Record excerpts START
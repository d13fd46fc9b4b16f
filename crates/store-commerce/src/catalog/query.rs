//! Typed catalog queries.

use crate::ids::ProductId;
use serde::{Deserialize, Serialize};
use std::fmt;

/// A read against the catalog.
///
/// Readers translate these into whatever their backing store speaks; nothing
/// in this crate builds query text.
#[derive(Debug, Clone, PartialEq, Eq, Hash, Serialize, Deserialize)]
#[serde(tag = "op", content = "arg", rename_all = "snake_case")]
pub enum CatalogQuery {
    /// Every product, in store order.
    All,
    /// Products whose category equals the given string exactly.
    ByCategory(String),
    /// At most one product with the given id.
    ById(ProductId),
}

impl CatalogQuery {
    /// Create a category query.
    pub fn category(category: impl Into<String>) -> Self {
        CatalogQuery::ByCategory(category.into())
    }

    /// Create a by-id query.
    pub fn id(id: impl Into<ProductId>) -> Self {
        CatalogQuery::ById(id.into())
    }

    /// Name of the reader operation, used in logs and errors.
    pub fn operation(&self) -> &'static str {
        match self {
            CatalogQuery::All => "list_all",
            CatalogQuery::ByCategory(_) => "list_by_category",
            CatalogQuery::ById(_) => "get_by_id",
        }
    }
}

impl fmt::Display for CatalogQuery {
    fn fmt(&self, f: &mut fmt::Formatter<'_>) -> fmt::Result {
        match self {
            CatalogQuery::All => f.write_str("all products"),
            CatalogQuery::ByCategory(category) => write!(f, "category '{}'", category),
            CatalogQuery::ById(id) => write!(f, "product {}", id),
        }
    }
}

#[cfg(test)]
mod tests {
    use super::*;

    #[test]
    fn test_operation_names() {
        assert_eq!(CatalogQuery::All.operation(), "list_all");
        assert_eq!(CatalogQuery::category("hats").operation(), "list_by_category");
        assert_eq!(CatalogQuery::id("7").operation(), "get_by_id");
    }

    #[test]
    fn test_display() {
        assert_eq!(CatalogQuery::category("shoes").to_string(), "category 'shoes'");
        assert_eq!(CatalogQuery::id("9").to_string(), "product 9");
    }
}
Record excerpts END
__Task description__.
Write out each entry exactly, and omit nothing.

__Solved exercise__.
repository d13fd46fc9b4b16f
filename crates/store-commerce/src/catalog/query.rs
//! Typed catalog queries.

use crate::ids::ProductId;
use serde::{Deserialize, Serialize};
use std::fmt;

/// A read against the catalog.
///
/// Readers translate these into whatever their backing store speaks; nothing
/// in this crate builds query text.
#[derive(Debug, Clone, PartialEq, Eq, Hash, Serialize, Deserialize)]
#[serde(tag = "op", content = "arg", rename_all = "snake_case")]
pub enum CatalogQuery {
    /// Every product, in store order.
    All,
    /// Products whose category equals the given string exactly.
    ByCategory(String),
    /// At most one product with the given id.
    ById(ProductId),
}

impl CatalogQuery {
    /// Create a category query.
    pub fn category(category: impl Into<String>) -> Self {
        CatalogQuery::ByCategory(category.into())
    }

    /// Create a by-id query.
    pub fn id(id: impl Into<ProductId>) -> Self {
        CatalogQuery::ById(id.into())
    }

    /// Name of the reader operation, used in logs and errors.
    pub fn operation(&self) -> &'static str {
        match self {
            CatalogQuery::All => "list_all",
            CatalogQuery::ByCategory(_) => "list_by_category",
            CatalogQuery::ById(_) => "get_by_id",
        }
    }
}

impl fmt::Display for CatalogQuery {
    fn fmt(&self, f: &mut fmt::Formatter<'_>) -> fmt::Result {
        match self {
            CatalogQuery::All => f.write_str("all products"),
            CatalogQuery::ByCategory(category) => write!(f, "category '{}'", category),
            CatalogQuery::ById(id) => write!(f, "product {}", id),
        }
    }
}

#[cfg(test)]
mod tests {
    use super::*;

    #[test]
    fn test_operation_names() {
        assert_eq!(CatalogQuery::All.operation(), "list_all");
        assert_eq!(CatalogQuery::category("hats").operation(), "list_by_category");
        assert_eq!(CatalogQuery::id("7").operation(), "get_by_id");
    }

    #[test]
    fn test_display() {
        assert_eq!(CatalogQuery::category("shoes").to_string(), "category 'shoes'");
        assert_eq!(CatalogQuery::id("9").to_string(), "product 9");
    }
}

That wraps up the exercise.